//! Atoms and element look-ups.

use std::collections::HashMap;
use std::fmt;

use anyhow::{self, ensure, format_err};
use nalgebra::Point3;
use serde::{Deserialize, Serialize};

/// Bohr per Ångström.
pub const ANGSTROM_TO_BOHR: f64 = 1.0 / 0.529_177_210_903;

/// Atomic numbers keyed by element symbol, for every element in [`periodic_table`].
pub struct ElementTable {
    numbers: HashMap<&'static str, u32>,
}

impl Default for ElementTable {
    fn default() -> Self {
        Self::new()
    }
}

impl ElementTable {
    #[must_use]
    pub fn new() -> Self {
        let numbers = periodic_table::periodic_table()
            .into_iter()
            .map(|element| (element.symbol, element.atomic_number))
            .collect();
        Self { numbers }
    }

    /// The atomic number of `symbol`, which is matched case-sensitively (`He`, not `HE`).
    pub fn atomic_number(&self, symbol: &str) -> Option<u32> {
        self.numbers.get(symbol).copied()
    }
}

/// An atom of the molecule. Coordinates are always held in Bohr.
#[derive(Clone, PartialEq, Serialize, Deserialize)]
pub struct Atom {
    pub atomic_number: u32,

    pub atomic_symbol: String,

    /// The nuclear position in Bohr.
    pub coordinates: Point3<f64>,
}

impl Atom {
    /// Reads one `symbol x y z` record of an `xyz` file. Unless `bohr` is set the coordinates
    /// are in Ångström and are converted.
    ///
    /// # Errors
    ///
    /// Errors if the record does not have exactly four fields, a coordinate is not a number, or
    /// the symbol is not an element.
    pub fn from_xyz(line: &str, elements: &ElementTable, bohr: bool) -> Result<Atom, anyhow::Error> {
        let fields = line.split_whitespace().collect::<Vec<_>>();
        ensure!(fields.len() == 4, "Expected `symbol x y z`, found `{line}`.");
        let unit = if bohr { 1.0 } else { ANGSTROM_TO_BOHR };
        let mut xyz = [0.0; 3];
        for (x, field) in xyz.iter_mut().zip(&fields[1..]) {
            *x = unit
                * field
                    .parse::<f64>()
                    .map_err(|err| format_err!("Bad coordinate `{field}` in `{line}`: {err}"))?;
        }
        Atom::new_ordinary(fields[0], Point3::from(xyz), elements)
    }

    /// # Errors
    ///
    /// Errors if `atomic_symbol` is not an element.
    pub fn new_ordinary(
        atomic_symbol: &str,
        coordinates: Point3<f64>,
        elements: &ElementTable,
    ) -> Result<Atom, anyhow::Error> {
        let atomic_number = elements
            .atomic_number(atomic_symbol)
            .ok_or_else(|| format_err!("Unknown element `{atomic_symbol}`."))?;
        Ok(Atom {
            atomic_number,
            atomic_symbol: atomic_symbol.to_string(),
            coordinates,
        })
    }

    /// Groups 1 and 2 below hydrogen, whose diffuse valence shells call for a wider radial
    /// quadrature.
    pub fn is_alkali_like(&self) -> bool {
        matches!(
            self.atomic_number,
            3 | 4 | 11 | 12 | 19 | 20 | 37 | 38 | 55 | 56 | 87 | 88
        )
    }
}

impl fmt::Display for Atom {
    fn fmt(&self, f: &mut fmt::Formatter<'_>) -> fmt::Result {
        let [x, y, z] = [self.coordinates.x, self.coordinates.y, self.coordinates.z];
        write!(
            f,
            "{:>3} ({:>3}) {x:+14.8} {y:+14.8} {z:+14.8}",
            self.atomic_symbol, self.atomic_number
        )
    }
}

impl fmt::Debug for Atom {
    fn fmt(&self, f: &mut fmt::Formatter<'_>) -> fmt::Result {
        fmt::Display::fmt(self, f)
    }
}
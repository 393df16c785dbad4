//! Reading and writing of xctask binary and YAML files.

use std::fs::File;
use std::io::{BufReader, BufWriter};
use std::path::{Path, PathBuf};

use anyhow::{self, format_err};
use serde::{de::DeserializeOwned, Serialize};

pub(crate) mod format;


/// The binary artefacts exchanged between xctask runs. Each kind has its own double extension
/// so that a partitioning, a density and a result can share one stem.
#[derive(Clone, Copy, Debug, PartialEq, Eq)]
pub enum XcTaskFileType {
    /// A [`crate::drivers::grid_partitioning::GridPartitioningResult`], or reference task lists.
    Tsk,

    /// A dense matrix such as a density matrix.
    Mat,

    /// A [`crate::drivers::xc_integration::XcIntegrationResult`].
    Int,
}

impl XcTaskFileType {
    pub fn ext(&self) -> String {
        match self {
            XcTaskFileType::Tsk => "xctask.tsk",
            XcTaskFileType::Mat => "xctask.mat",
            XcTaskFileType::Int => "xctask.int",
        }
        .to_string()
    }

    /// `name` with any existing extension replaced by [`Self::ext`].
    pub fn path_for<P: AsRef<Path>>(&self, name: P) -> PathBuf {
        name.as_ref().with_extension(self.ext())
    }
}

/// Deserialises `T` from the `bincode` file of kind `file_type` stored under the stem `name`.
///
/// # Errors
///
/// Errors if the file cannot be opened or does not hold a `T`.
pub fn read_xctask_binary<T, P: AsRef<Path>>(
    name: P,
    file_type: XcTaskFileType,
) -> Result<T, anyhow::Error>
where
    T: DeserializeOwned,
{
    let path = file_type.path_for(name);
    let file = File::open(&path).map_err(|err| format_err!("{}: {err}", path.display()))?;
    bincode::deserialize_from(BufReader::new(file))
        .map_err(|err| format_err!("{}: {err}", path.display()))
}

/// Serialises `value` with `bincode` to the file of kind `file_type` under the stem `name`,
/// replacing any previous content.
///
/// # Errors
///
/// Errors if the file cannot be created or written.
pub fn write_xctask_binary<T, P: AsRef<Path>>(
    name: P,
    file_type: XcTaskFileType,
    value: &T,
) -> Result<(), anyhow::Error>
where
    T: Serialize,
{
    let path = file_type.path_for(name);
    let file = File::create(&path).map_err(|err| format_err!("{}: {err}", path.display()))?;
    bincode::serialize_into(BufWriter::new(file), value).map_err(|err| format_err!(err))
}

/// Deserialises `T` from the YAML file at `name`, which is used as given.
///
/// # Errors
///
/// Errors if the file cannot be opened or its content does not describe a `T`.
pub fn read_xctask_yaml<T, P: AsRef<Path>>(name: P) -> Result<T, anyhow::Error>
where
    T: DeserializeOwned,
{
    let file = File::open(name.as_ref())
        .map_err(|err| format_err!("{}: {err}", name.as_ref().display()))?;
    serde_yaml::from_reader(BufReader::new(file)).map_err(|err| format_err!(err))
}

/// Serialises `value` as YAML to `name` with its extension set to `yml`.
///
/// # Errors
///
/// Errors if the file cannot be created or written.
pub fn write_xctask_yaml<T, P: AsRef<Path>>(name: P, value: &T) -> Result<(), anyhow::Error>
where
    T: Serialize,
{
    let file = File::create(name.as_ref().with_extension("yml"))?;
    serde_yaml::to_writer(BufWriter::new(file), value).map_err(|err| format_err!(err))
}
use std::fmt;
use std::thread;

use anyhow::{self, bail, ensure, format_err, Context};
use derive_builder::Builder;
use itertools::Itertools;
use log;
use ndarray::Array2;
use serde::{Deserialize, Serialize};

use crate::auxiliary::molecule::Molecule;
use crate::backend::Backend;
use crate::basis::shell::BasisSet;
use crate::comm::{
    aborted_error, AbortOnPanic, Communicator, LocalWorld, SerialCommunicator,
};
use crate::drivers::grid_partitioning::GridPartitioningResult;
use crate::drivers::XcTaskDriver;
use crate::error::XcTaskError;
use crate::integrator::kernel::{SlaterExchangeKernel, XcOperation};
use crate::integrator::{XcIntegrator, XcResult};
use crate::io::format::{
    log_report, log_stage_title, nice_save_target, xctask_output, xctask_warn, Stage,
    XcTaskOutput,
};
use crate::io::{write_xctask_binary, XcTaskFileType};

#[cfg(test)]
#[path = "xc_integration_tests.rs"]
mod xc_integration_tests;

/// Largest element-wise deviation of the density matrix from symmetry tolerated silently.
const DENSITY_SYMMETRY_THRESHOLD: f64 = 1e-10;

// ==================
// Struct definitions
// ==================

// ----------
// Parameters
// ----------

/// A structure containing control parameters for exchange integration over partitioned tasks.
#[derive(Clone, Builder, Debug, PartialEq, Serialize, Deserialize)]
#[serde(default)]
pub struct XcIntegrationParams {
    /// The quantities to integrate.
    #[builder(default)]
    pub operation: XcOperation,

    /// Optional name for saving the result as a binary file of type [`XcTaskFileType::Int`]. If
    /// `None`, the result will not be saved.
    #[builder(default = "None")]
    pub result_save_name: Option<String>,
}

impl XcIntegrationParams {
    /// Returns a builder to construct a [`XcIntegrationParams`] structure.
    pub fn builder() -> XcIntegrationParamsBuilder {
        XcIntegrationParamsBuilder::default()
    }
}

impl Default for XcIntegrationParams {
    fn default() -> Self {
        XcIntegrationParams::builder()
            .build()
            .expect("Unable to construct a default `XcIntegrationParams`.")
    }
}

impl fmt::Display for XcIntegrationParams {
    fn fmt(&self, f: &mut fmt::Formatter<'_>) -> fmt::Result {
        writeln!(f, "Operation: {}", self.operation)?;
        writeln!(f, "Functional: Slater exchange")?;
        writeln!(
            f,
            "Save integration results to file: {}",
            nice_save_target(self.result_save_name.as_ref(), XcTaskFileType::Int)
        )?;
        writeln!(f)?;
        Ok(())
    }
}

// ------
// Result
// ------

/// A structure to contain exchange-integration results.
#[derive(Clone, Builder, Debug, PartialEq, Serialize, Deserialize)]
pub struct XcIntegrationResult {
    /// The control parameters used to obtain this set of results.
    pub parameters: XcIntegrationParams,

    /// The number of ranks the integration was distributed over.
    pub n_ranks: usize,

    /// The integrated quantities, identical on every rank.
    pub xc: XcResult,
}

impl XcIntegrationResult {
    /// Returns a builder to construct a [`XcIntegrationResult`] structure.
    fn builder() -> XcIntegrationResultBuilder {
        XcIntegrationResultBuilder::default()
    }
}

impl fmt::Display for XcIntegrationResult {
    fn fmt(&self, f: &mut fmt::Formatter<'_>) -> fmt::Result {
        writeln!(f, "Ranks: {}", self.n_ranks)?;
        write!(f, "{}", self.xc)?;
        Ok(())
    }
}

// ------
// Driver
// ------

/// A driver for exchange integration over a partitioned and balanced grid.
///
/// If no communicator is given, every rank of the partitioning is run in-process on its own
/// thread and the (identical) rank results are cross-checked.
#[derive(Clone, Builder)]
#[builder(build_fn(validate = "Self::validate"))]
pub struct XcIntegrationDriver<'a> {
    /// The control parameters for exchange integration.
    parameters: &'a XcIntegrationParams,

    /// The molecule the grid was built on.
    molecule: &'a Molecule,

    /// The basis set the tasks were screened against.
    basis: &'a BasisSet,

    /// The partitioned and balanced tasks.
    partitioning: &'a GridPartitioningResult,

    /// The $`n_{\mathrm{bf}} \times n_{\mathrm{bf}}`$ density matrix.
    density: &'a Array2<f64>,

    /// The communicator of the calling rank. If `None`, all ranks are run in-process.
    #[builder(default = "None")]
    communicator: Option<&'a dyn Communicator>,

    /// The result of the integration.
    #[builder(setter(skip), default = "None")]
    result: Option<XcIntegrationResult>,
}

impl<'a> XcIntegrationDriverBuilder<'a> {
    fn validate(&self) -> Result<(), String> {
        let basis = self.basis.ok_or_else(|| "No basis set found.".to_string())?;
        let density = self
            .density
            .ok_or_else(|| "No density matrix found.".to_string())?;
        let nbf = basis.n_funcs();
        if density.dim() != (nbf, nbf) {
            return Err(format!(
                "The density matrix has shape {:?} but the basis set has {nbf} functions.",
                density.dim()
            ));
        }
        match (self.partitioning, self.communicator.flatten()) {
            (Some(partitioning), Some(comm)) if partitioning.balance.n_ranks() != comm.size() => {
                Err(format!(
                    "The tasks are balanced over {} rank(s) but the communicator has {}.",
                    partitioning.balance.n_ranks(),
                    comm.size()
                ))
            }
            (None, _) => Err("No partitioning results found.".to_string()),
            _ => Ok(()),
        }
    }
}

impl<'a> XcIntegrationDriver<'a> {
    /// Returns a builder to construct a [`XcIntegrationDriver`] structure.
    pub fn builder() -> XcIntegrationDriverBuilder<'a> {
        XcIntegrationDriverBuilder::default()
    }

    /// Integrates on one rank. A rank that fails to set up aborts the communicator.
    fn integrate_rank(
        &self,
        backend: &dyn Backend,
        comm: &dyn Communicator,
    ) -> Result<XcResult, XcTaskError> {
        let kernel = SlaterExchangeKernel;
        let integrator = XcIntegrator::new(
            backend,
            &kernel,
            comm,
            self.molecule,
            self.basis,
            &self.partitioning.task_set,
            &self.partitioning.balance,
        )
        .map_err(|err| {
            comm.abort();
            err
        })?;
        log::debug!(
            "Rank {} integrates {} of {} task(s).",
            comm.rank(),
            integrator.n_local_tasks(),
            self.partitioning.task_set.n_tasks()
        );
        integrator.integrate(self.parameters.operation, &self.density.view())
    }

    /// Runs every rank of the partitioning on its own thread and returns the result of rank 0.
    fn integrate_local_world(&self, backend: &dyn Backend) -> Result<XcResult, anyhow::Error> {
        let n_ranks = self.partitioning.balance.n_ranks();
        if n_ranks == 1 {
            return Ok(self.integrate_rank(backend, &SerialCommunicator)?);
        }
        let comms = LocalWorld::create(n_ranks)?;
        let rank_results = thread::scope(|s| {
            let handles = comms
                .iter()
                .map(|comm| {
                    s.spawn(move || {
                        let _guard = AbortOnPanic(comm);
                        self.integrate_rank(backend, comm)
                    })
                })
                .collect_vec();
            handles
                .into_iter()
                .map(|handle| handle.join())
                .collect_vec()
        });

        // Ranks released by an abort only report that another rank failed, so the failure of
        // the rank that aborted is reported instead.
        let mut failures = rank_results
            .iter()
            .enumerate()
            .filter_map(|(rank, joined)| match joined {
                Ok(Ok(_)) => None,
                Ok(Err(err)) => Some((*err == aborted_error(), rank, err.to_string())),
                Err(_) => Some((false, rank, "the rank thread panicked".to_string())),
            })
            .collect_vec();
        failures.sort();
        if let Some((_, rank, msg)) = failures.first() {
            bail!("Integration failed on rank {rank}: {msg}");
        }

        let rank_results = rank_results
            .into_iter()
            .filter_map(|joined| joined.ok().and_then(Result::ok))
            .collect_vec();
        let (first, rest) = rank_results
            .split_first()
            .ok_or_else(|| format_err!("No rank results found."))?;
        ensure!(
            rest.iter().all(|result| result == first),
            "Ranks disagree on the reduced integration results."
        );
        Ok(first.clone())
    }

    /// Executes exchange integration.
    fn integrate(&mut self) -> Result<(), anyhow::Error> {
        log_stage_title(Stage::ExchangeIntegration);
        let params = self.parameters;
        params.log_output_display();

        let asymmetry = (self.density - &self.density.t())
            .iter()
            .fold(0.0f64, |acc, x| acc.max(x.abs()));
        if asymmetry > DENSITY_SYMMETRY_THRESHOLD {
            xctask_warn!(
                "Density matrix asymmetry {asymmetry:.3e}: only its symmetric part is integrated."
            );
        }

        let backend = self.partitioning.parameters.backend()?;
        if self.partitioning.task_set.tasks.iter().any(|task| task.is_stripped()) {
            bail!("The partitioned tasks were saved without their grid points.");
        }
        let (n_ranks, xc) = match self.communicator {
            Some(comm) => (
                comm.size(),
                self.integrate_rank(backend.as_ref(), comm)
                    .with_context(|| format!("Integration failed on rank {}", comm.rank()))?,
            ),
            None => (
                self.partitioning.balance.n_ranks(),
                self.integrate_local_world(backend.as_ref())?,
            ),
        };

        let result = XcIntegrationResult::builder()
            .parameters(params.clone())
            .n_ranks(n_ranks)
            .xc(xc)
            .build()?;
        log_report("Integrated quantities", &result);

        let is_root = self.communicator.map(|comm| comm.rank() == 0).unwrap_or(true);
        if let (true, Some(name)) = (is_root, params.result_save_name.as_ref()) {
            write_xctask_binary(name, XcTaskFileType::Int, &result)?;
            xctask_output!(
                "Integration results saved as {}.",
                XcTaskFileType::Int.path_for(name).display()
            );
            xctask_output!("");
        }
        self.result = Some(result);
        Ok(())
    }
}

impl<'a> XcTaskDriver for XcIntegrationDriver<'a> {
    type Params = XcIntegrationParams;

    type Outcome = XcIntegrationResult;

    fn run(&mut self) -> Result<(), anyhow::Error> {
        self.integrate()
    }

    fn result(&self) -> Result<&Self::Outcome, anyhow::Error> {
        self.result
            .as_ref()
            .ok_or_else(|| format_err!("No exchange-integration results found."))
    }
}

::::::::::

TASK INSTRUCTIONS →
Every line with the word "XcIntegrationResultBuilder" in it should be copied from the listing above.

FINISHED TASK →
    fn builder() -> XcIntegrationResultBuilder {
        XcIntegrationResultBuilder::default()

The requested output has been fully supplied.